Penanganan sarana prasarana ini menambah beban kerja Bulog di samping 
waktu penyerapan gabah petani yang terbatas mengingat hanya bisa 
dimaksimalkan pada masa panan raya.
“Ya ini juga menjadi bahan evaluasi yang menjadi perhatian kami untuk terus memperbaiki kinerja,” kata Djarot.
Tugas yang tak kian jelas
Djarot menerangkan, Bulog yang kini hanya mencakup pada kewenangan 
sebagai operator guna menjaga kestabilan pangan nasional tidak bisa 
berbuat banyak. Karena harus menunggu instrumen pelaksanaan tugas dari 
berbagai pihak terkait. Selain penentuan HPP dalam program penyerapan 
gabah petani misalnya, wacana Bulog yang akan diposisikan sebagai 
lembaga pangan nasional juga belum mendapatkan kejelasan.
“Apakah kami hanya berkewenangan pada komoditi beras, atau tiga komoditi
 lain seperti jagung dan kedelai. Atau muncul juga wacana kewenangan 
terhadap 11 komoditi. Kami masih menunggu hasil rapat koordinasi di 
pemerintah,” kata dia.
Sebagaimana yang ditekankan dalam bentuk Inpres, Djarot mengaku masih 
mengerahkan konsentrasi penuh pada penyerapan gabah petani di masa panen
 raya. Selebihnya, Bulog menunggu arah kebijakan lanjutan sembari terus 
memperbaiki kinerja perusahaan.
“Bulog ini kan Perum. Jadi selain memiliki tugas sebagai tangan 
pemerintah di lapangan untuk stabilisasi pangan, kami juga memiliki 
pekerjaan untuk menghidupi diri sendiri sebagai perusahaan. Soal 
kesiapan, kami juga telah melakukan berbagai usaha perbaikan, termasuk 
kesiapan sumberdaya manusia di lapangan. Kami merekrut tenaga-tenaga 
muda yang berpengalaman agar mampu melakukan pekerjaan secara lebih 
cepat,” kata Djarot.
Terkait stabilisasi tiga komoditi pangan yang diwacanakan menjadi 
tanggungjawab Bulog, Djarot menjelaskan untuk beras dan jagung pihaknya 
optimis tidak sampai melakukan impor. Lain lagi untuk kedelai, berbagai 
faktor yang menyertai satu jenis pangan ini menjadikannya harus ekstra 
dalam melakukan stabilisasi.
“Stok beras saat ini di gudang mencapai 1,5 juta ton lebih dan akan ada 
tambahan selama musim panen. Jagung juga masih aman, sekarang ada 250 
ribu ton. Tidak perlu impor. Sementara kedelai ketersediaan di dalam 
negeri menurun berbanding terbalik dengan permintaan yang tidak bisa 
turun. Faktornya banyak, salah satunya sisi produksi di mana kedelai 
bukan tanaman tropis dan lahan yang terus berkurang,” ujar Djarot.

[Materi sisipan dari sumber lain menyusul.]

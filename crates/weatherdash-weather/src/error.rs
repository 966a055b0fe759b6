/// Weather provider errors
#[derive(Debug, thiserror::Error)]
pub enum WeatherError {
    /// The provider rejected the API key (HTTP 401)
    #[error("Invalid API key. Please check your OpenWeatherMap API key.")]
    Unauthorized,
    /// Unknown city or coordinates; holds what was looked up ("City", "Location")
    #[error("{0} not found")]
    NotFound(&'static str),
    #[error("Weather service unavailable (HTTP {0})")]
    Unavailable(u16),
    #[error("Network error: {0}")]
    Network(#[from] reqwest::Error),
    #[error("Parse error: {0}")]
    Parse(String),
}

impl WeatherError {
    /// True when fixing this requires a configuration change
    pub fn is_configuration_error(&self) -> bool {
        matches!(self, Self::Unauthorized)
    }
}

/// Location service errors
#[derive(Debug, thiserror::Error)]
pub enum LocationError {
    #[error("Location permission denied")]
    PermissionDenied,
    #[error("Location service unavailable")]
    ServiceUnavailable,
    #[error("Location request timed out")]
    Timeout,
}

Bulog memahami ketahanan pangan nasional terlebih terwujudnya swasembada
 merupakan cita-cita yang sedang didorong secara total oleh pemerintah 
di bawah kepemimpinan Presiden Joko Widodo. Hanya saja, kata Djarot, 
jika berkaca dari masa lalu, keberhasilan swasembada pangan  juga 
didukung oleh kesepakatan instrumen yang dipakai sebagai titik awal 
pelaksanaan pencapaian target.
“Kalau melihat kejayaan swasembada dulu, saya kira di sana terdapat satu
 kesepakatan instrumen dan data yang dipakai. Semisal, berapa luas total
 lahan pertanian kita? Berapa jumah sumberdaya manusia tani Indonesia? 
Itu memakai satu sumber. Sehingga kita berangkat dari tolok ukur yang 
sama,” kata Djarot.
Kondisi saat ini, kata Djarot, masing-masing yang terlibat bisa memakai 
data yang cenderung berbeda. “Ya itu, jumlah luas lahan pertanian kita 
sekarang saja masih ada  perbedaan pendapat,” kata Djarot.